In February, Eden Prairie-based travel agent Jill Peifer was busy booking spring break trips and summer vacations. Then the COVID-19 (coronavirus) pandemic began to spread in the U.S., and businesses and government officials began to order shut-downs across the country.
That meant a nix on those getaways.
“When COVID hit, we basically had to undo everything we had done for the past number of months,” Peifer said.
She had booked 19 reservations between March and July, and by March 10, every single one of them had been canceled. That’s extremely atypical; in her six years with travel company Travel Leaders, Peifer hardly ever cancels trips, she said.
“Usually when people are going, they’re going,” she explained.
Just under half of the trips Peifer booked were canceled by Peifer’s customers. The others got the kibosh from the business side − that is, the cruise line or resort told her they were canceling the reservation due to the pandemic.
Peifer’s experience rings true across the country, and around the world. According to the flight tracking website FlightRadar24, March 2020 global commercial flights dropped by 27.7% compared to the same month in 2019.
Trade group Airlines for America, recorded an average of just 29,800 domestic daily flights for the week of April 6, compared to 111,000 in the week of Jan. 7 this year. According to the American Hotel and Lodging Association, 80% of hotel rooms in the U.S. were empty as of April 8.
Eden Prairie’s Flying Cloud Airport hasn’t been hit quite as hard as larger airports like Minneapolis-St. Paul International Airport (MSP), in part because most of the flights there are from personal or chartered jets.
“It is safe to say that, due to impacts of the COVID-19 pandemic, there are days in which aircraft operations on the MAC’s (Metropolitan Airports Commission) reliever airport system surpass those at MSP,” said Patrick Hogan, the director of communications for the Metropolitan Airports Commission (MAC), in an email to Eden Prairie News.
In September 2019, there were around 240 flights coming in and out of Flying Cloud daily; between March 15 and April 6, there was an average of 265 flights per day, according to Hogan. Flight volume varies widely based on the day, with a low of 22 flights on March 19 and a high of 535 on April 4.
Peifer lives close enough to Flying Cloud Airport that she can hear the planes taking off, she said, a stark contrast to the number of canceled flights that have piled up in her business life.

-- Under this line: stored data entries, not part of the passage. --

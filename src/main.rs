//! Sightline - deferred list demo entry point

use clap::Parser;
use sightline::config::CliOverrides;
use sightline::model::{AppError, Thresholds};
use std::path::PathBuf;
use tracing::info;

/// Terminal demo of shared visibility tracking and deferred list cells
#[derive(Parser, Debug)]
#[command(name = "sightline")]
#[command(version)]
#[command(about = "Scroll long card columns that render content only near the viewport")]
pub struct Args {
    /// Cards per column
    #[arg(long)]
    pub items: Option<usize>,

    /// Number of side-by-side columns (1-4)
    #[arg(long, value_parser = clap::value_parser!(u8).range(1..=4))]
    pub columns: Option<u8>,

    /// Root margin in CSS shorthand, e.g. "10px" or "0px 0px 200px 0px"
    #[arg(long)]
    pub root_margin: Option<String>,

    /// Comma separated visibility thresholds, e.g. "0,0.5,1"
    #[arg(long, value_parser = parse_thresholds)]
    pub thresholds: Option<::std::vec::Vec<f64>>,

    /// Placeholder height before a card was measured, e.g. "100px" or "10%"
    #[arg(long)]
    pub min_height: Option<String>,

    /// Disable colors
    #[arg(long)]
    pub no_color: bool,

    /// Path to configuration file
    #[arg(long)]
    pub config: Option<PathBuf>,
}

impl Args {
    fn overrides(&self) -> CliOverrides {
        CliOverrides {
            item_count: self.items,
            columns: self.columns.map(usize::from),
            root_margin: self.root_margin.clone(),
            thresholds: self.thresholds.clone(),
            min_placeholder_height: self.min_height.clone(),
        }
    }
}

fn parse_thresholds(input: &str) -> Result<Vec<f64>, String> {
    Thresholds::parse_list(input)
        .map(|t| t.as_slice().to_vec())
        .map_err(|e| e.to_string())
}

fn main() -> Result<(), Box<dyn std::error::Error>> {
    let args = Args::parse();

    // Defaults → Config File → Env Vars → CLI Args
    let config = {
        let config_file = sightline::config::load_config_with_precedence(args.config.clone())?;
        let merged = sightline::config::merge_config(config_file);
        let with_env = sightline::config::apply_env_overrides(merged).map_err(AppError::from)?;
        sightline::config::apply_cli_overrides(with_env, args.overrides())
    };

    sightline::logging::init(&config.log_file_path)?;

    info!(config = ?config, "Configuration loaded and resolved");

    let board = sightline::view::BoardConfig::from_resolved(&config)?;
    let styles = sightline::view::BoardStyles::with_color_config(
        sightline::view::ColorConfig::from_env_and_args(args.no_color),
    );

    sightline::view::run(&board, styles)?;

    Ok(())
}
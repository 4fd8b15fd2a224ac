/// Error types for the feed ranking core
use thiserror::Error;

use crate::cache::CacheError;

#[derive(Error, Debug)]
pub enum ServiceError {
    #[error("Invalid input: {0}")]
    InvalidInput(String),

    #[error("Database error: {0}")]
    Database(#[from] sqlx::Error),

    #[error("Cache error: {0}")]
    Cache(#[from] CacheError),

    #[error("Configuration error: {0}")]
    Config(String),

    #[error("Internal error: {0}")]
    Internal(String),
}

impl ServiceError {
    /// HTTP status code the surrounding layer should map this error to.
    pub fn status_code(&self) -> u16 {
        match self {
            Self::InvalidInput(_) => 400,
            Self::Database(_) => 500,
            Self::Cache(_) => 503,
            Self::Config(_) => 500,
            Self::Internal(_) => 500,
        }
    }
}

impl From<anyhow::Error> for ServiceError {
    fn from(err: anyhow::Error) -> Self {
        ServiceError::Internal(err.to_string())
    }
}

/// Result type alias for service operations
pub type ServiceResult<T> = Result<T, ServiceError>;
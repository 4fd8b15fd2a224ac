/// One-shot popularity aggregation worker.
///
/// Rolls up the last 30 days of interactions into product and merchant
/// popularity, refreshes the global top-K set and warms the product meta
/// cache. Intended to run from cron.
///
/// Usage:
///   DATABASE_URL=postgres://... REDIS_URL=redis://... popularity-job
use feed_ranking_service::{
    cache::RedisFeedCache,
    store::{InteractionRepository, ProductRepository},
    Config, PopularityAggregator,
};
use sqlx::postgres::PgPoolOptions;
use std::sync::Arc;
use tracing::info;
use tracing_subscriber::{fmt, prelude::*, EnvFilter};

#[tokio::main]
async fn main() -> anyhow::Result<()> {
    tracing_subscriber::registry()
        .with(fmt::layer())
        .with(EnvFilter::from_default_env())
        .init();

    let config = Config::from_env()?;

    let cache = Arc::new(RedisFeedCache::from_url(&config.redis.url)?);
    let pool = PgPoolOptions::new()
        .max_connections(config.database.pool_size)
        .connect(&config.database.url)
        .await?;

    let interactions = Arc::new(InteractionRepository::new(pool.clone()));
    let products = Arc::new(ProductRepository::new(pool));

    let aggregator = PopularityAggregator::new(interactions, products, cache);
    let stats = aggregator.run_once().await?;

    info!(
        products = stats.products_updated,
        merchants = stats.merchants_updated,
        duration_ms = stats.duration_ms,
        "Popularity job complete"
    );

    Ok(())
}
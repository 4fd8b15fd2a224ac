// ============================================
// Collaborative Filtering Trainer
// ============================================
//
// Offline SGD over implicit feedback. Interactions from the trailing
// window are grouped into (user, product) -> summed weight triples; user
// and product factors are trained jointly, persisted as feature blobs and
// projected into per-user top-K sets in the cache.
//
// Training is deterministic: triples are visited in sorted order and all
// vectors are initialized from a single seeded RNG, so a fixed seed and
// input reproduce bit-identical factors and top-K lists.

use anyhow::Result;
use chrono::{DateTime, Utc};
use ndarray::{Array1, Array2};
use rand::rngs::StdRng;
use rand::{Rng, SeedableRng};
use std::collections::BTreeMap;
use std::sync::Arc;
use std::time::Instant;
use tracing::{info, warn};

use crate::cache::{ttl, CacheKey, FeedCache};
use crate::config::TrainerConfig;
use crate::models::TrainingRow;
use crate::store::{FeatureBlobStore, InteractionStore};

pub const USER_FACTORS_NS: &str = "user_factors";
pub const PRODUCT_FACTORS_NS: &str = "product_factors";

const WINDOW_DAYS: i64 = 90;
const ROW_CAP: i64 = 1_000_000;
const EPOCHS: usize = 3;
const LEARNING_RATE: f32 = 0.025;
const REGULARIZATION: f32 = 0.01;
const INIT_SCALE: f32 = 0.005;
const TOP_K: usize = 200;

/// Trained low-rank factors. `BTreeMap` keeps iteration (and therefore
/// persistence and projection order) deterministic.
#[derive(Debug, Clone)]
pub struct FactorModel {
    pub dim: usize,
    pub users: BTreeMap<String, Array1<f32>>,
    pub products: BTreeMap<String, Array1<f32>>,
}

impl FactorModel {
    /// Predicted affinity, `None` when either side is untrained.
    pub fn predict(&self, user_key: &str, product_id: &str) -> Option<f32> {
        let u = self.users.get(user_key)?;
        let p = self.products.get(product_id)?;
        Some(u.dot(p))
    }

    /// Product ids and the (products x dim) matrix for batch scoring.
    fn product_matrix(&self) -> (Vec<&str>, Array2<f32>) {
        let ids: Vec<&str> = self.products.keys().map(String::as_str).collect();
        let mut matrix = Array2::zeros((ids.len(), self.dim));
        for (row, vector) in self.products.values().enumerate() {
            matrix.row_mut(row).assign(vector);
        }
        (ids, matrix)
    }
}

/// Deterministic SGD matrix factorization over grouped training rows.
pub fn train(rows: &[TrainingRow], dim: usize, seed: u64) -> FactorModel {
    // Re-group defensively and fix the visit order.
    let mut triples: BTreeMap<(String, String), f64> = BTreeMap::new();
    for row in rows {
        *triples
            .entry((row.user_key.clone(), row.product_id.clone()))
            .or_insert(0.0) += row.weight;
    }

    let mut rng = StdRng::seed_from_u64(seed);
    let init_vector = |rng: &mut StdRng| -> Array1<f32> {
        Array1::from_iter((0..dim).map(|_| rng.gen_range(-INIT_SCALE..INIT_SCALE)))
    };

    // Users first, products second, each in sorted id order: the init
    // draw sequence is a function of (seed, id sets) only.
    let mut users: BTreeMap<String, Array1<f32>> = BTreeMap::new();
    for (user_key, _) in triples.keys() {
        if !users.contains_key(user_key) {
            users.insert(user_key.clone(), Array1::zeros(dim));
        }
    }
    for vector in users.values_mut() {
        *vector = init_vector(&mut rng);
    }

    let mut products: BTreeMap<String, Array1<f32>> = BTreeMap::new();
    for (_, product_id) in triples.keys() {
        if !products.contains_key(product_id) {
            products.insert(product_id.clone(), Array1::zeros(dim));
        }
    }
    for vector in products.values_mut() {
        *vector = init_vector(&mut rng);
    }

    for _ in 0..EPOCHS {
        for ((user_key, product_id), weight) in &triples {
            let u = users[user_key].clone();
            let p = products[product_id].clone();

            let err = *weight as f32 - u.dot(&p);

            let u_next = &u + &((&p * err - &u * REGULARIZATION) * LEARNING_RATE);
            let p_next = &p + &((&u * err - &p * REGULARIZATION) * LEARNING_RATE);

            users.insert(user_key.clone(), u_next);
            products.insert(product_id.clone(), p_next);
        }
    }

    FactorModel {
        dim,
        users,
        products,
    }
}

#[derive(Debug, Clone, Default)]
pub struct TrainingStats {
    pub started_at: Option<DateTime<Utc>>,
    pub completed_at: Option<DateTime<Utc>>,
    pub rows_loaded: usize,
    pub users_trained: usize,
    pub products_trained: usize,
    pub top_k_written: usize,
    pub duration_ms: u64,
}

pub struct CfTrainer {
    interactions: Arc<dyn InteractionStore>,
    features: Arc<dyn FeatureBlobStore>,
    cache: Arc<dyn FeedCache>,
    config: TrainerConfig,
}

impl CfTrainer {
    pub fn new(
        interactions: Arc<dyn InteractionStore>,
        features: Arc<dyn FeatureBlobStore>,
        cache: Arc<dyn FeedCache>,
        config: TrainerConfig,
    ) -> Self {
        Self {
            interactions,
            features,
            cache,
            config,
        }
    }

    /// One full training pass: load, train, persist factors, project
    /// per-user top-K into the cache.
    pub async fn run_once(&self) -> Result<TrainingStats> {
        let started = Instant::now();
        let started_at = Utc::now();

        let rows = self
            .interactions
            .training_rows(WINDOW_DAYS, ROW_CAP)
            .await?;

        if rows.is_empty() {
            info!("No training rows in window, skipping CF training");
            return Ok(TrainingStats {
                started_at: Some(started_at),
                completed_at: Some(Utc::now()),
                duration_ms: started.elapsed().as_millis() as u64,
                ..TrainingStats::default()
            });
        }

        info!(
            rows = rows.len(),
            dim = self.config.latent_dim,
            "Training latent factors"
        );

        let model = train(&rows, self.config.latent_dim, self.config.rng_seed);

        self.persist_factors(&model).await?;
        let top_k_written = self.project_top_k(&model).await;

        let stats = TrainingStats {
            started_at: Some(started_at),
            completed_at: Some(Utc::now()),
            rows_loaded: rows.len(),
            users_trained: model.users.len(),
            products_trained: model.products.len(),
            top_k_written,
            duration_ms: started.elapsed().as_millis() as u64,
        };

        info!(
            users = stats.users_trained,
            products = stats.products_trained,
            top_k_written = stats.top_k_written,
            duration_ms = stats.duration_ms,
            "CF training finished"
        );

        Ok(stats)
    }

    async fn persist_factors(&self, model: &FactorModel) -> Result<()> {
        let user_blobs: Vec<(String, Vec<f32>)> = model
            .users
            .iter()
            .map(|(key, vector)| (key.clone(), vector.to_vec()))
            .collect();
        self.features
            .put_vectors(USER_FACTORS_NS, &user_blobs)
            .await?;

        let product_blobs: Vec<(String, Vec<f32>)> = model
            .products
            .iter()
            .map(|(key, vector)| (key.clone(), vector.to_vec()))
            .collect();
        self.features
            .put_vectors(PRODUCT_FACTORS_NS, &product_blobs)
            .await?;

        Ok(())
    }

    /// Score every trained user against the product matrix and atomically
    /// replace their cached top-K. Per-user failures are logged and the
    /// pass continues.
    async fn project_top_k(&self, model: &FactorModel) -> usize {
        let (product_ids, matrix) = model.product_matrix();
        let mut written = 0usize;

        for (user_key, user_vector) in &model.users {
            let scores = matrix.dot(user_vector);

            let mut ranked: Vec<(&str, f32)> = product_ids
                .iter()
                .copied()
                .zip(scores.iter().copied())
                .collect();
            // Descending score, id ascending on ties: a stable projection.
            ranked.sort_by(|a, b| {
                b.1.partial_cmp(&a.1)
                    .unwrap_or(std::cmp::Ordering::Equal)
                    .then_with(|| a.0.cmp(b.0))
            });
            ranked.truncate(TOP_K);

            let entries: Vec<(String, f64)> = ranked
                .into_iter()
                .map(|(id, score)| (id.to_string(), score as f64))
                .collect();

            let key = CacheKey::user_top_k(user_key);
            match self
                .cache
                .replace_top_k(&key, &entries, Some(ttl::USER_TOP_K))
                .await
            {
                Ok(()) => written += 1,
                Err(e) => {
                    warn!(user = %user_key, error = %e, "Top-K write failed, continuing");
                }
            }
        }

        written
    }
}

Even before cancellations began to rain down, Peifer’s clients made some changes because of the coronavirus. Some people changed their plans to travel to Italy, which was hit hard and early by the virus, while others modified their cruise room assignments.
“I had even customers upgrading to balconies so if they were quarantined, they’d get a balcony − and then those got canceled too,” she said.
The biggest question Peifer hears from her customers these days is, “When is it safe to travel again?” She’s hesitant to give definitive answers but said some people have rescheduled their vacations for November 2020 despite talk of a second wave of the virus in the fall.
She recommends hopeful travelers read the fine print on their airline tickets and purchase from airlines that offer unlimited changes to the ticket, or at least one change. She’s bullish on the return of the travel industry when the pandemic finally ends, noting that her customers were able to “sit back and wait and see what happened” while she handled their trip cancellations, as opposed to people who booked independently, many of whom spent hours on the phone with airlines trying to get refunds or vouchers.
“I think it actually pushes people, and makes people really think about using a travel agent or adviser,” she conjectured.
Personally, Peifer − who’s “pretty optimistic and a little bit more daring,” she said − took advantage of cheap fares and bought plane tickets for her family to visit Europe in August, though she’s realistic about the likelihood of the trip actually happening.
“I’m not sure we’ll be doing that at this point,” she said. “Hopefully this’ll all be a memory by then.”